Saved entries
--

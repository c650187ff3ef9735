use dotgrid_core::Grid;
use log::debug;
use serde::{Deserialize, Serialize};

#[cfg(feature = "tracing")]
use tracing::instrument;

use crate::transforms::{reflect_horizontal, reflect_vertical, rotate_180, rotate_90};

/// Default per-axis coordinate tolerance (pixels) for grid equality.
///
/// Absorbs detection jitter: a detected layout a few pixels off its ideal
/// positions still counts as coinciding with its own transform.
pub const DEFAULT_TOLERANCE: f32 = 15.0;

/// Score at or above which a pattern classifies as symmetric.
const SYMMETRIC_MIN_SCORE: f32 = 0.75;
/// Score at or above which a pattern classifies as tiling.
const TILING_MIN_SCORE: f32 = 0.25;

/// Tolerance-based structural equality of two grids.
///
/// Equal row count, equal per-row point counts, and every corresponding
/// coordinate pair within `tolerance` on each axis independently
/// (Chebyshev-style, not Euclidean). A difference of exactly `tolerance`
/// still passes.
pub fn grids_equal(a: &Grid, b: &Grid, tolerance: f32) -> bool {
    if a.rows.len() != b.rows.len() {
        return false;
    }
    a.rows.iter().zip(&b.rows).all(|(ra, rb)| {
        ra.len() == rb.len()
            && ra.iter().zip(rb).all(|(p, q)| {
                (p.x - q.x).abs() <= tolerance && (p.y - q.y).abs() <= tolerance
            })
    })
}

/// Outcome of the four symmetry tests on a grid.
///
/// Serializes with exactly these field names; the presentation layer
/// consumes the report as JSON.
#[derive(Clone, Copy, Debug, Default, PartialEq, Eq, Serialize, Deserialize)]
pub struct SymmetryReport {
    pub horizontal_reflection: bool,
    pub vertical_reflection: bool,
    pub rotation_90: bool,
    pub rotation_180: bool,
}

impl SymmetryReport {
    /// Fraction of the four symmetries that hold, in `[0, 1]`.
    pub fn score(&self) -> f32 {
        let held = [
            self.horizontal_reflection,
            self.vertical_reflection,
            self.rotation_90,
            self.rotation_180,
        ]
        .iter()
        .filter(|&&flag| flag)
        .count();
        held as f32 / 4.0
    }
}

/// Coarse pattern bucket derived from the symmetry score.
#[derive(Clone, Copy, Debug, PartialEq, Eq, Serialize, Deserialize)]
#[serde(rename_all = "lowercase")]
pub enum PatternClass {
    Symmetric,
    Tiling,
    Freeform,
}

impl PatternClass {
    /// Classify a symmetry score. The thresholds are fixed constants of the
    /// design, not tunable per call.
    pub fn from_score(score: f32) -> Self {
        if score >= SYMMETRIC_MIN_SCORE {
            Self::Symmetric
        } else if score >= TILING_MIN_SCORE {
            Self::Tiling
        } else {
            Self::Freeform
        }
    }

    pub fn from_report(report: &SymmetryReport) -> Self {
        Self::from_score(report.score())
    }
}

impl std::fmt::Display for PatternClass {
    fn fmt(&self, f: &mut std::fmt::Formatter<'_>) -> std::fmt::Result {
        let name = match self {
            Self::Symmetric => "symmetric",
            Self::Tiling => "tiling",
            Self::Freeform => "freeform",
        };
        f.write_str(name)
    }
}

/// Parameters for the symmetry analyzer.
#[derive(Clone, Debug, Deserialize, Serialize)]
pub struct SymmetryParams {
    /// Per-axis coordinate tolerance for the equality tests, in pixels.
    pub tolerance: f32,
}

impl Default for SymmetryParams {
    fn default() -> Self {
        Self {
            tolerance: DEFAULT_TOLERANCE,
        }
    }
}

/// Tests a grid against its own reflections and rotations.
///
/// Every code path is total: an empty grid short-circuits to the all-false
/// report, and the transforms are defined for any row/point arrangement, so
/// degenerate input degrades to "no symmetry" instead of failing.
pub struct SymmetryAnalyzer {
    params: SymmetryParams,
}

impl SymmetryAnalyzer {
    pub fn new(params: SymmetryParams) -> Self {
        Self { params }
    }

    pub fn params(&self) -> &SymmetryParams {
        &self.params
    }

    /// Compare the grid against its four transforms.
    ///
    /// Pure and deterministic: identical input yields an identical report.
    #[cfg_attr(
        feature = "tracing",
        instrument(level = "info", skip(self, grid), fields(rows = grid.rows.len()))
    )]
    pub fn analyze(&self, grid: &Grid) -> SymmetryReport {
        if grid.is_empty() {
            return SymmetryReport::default();
        }

        let tol = self.params.tolerance;
        let report = SymmetryReport {
            horizontal_reflection: grids_equal(grid, &reflect_horizontal(grid), tol),
            vertical_reflection: grids_equal(grid, &reflect_vertical(grid), tol),
            rotation_90: grids_equal(grid, &rotate_90(grid), tol),
            rotation_180: grids_equal(grid, &rotate_180(grid), tol),
        };
        debug!(
            "symmetry score {:.2} over {} points",
            report.score(),
            grid.point_count()
        );
        report
    }
}

impl Default for SymmetryAnalyzer {
    fn default() -> Self {
        Self::new(SymmetryParams::default())
    }
}
use axum::response::Json;
use serde_json::{json, Value};

#[utoipa::path(
    get,
    path = "/health",
    responses((status = 200, description = "Service is up"))
)]
pub async fn health_check() -> Json<Value> {
    Json(json!({
        "status": "healthy",
        "service": "sourcetrack",
        "version": env!("CARGO_PKG_VERSION")
    }))
}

--

## GOAL OF THE EXERCISE
When the word "SymmetryAnalyzer" occurs in a line above, list that line.

## TASK RESPONSE
pub struct SymmetryAnalyzer {
impl SymmetryAnalyzer {
impl Default for SymmetryAnalyzer {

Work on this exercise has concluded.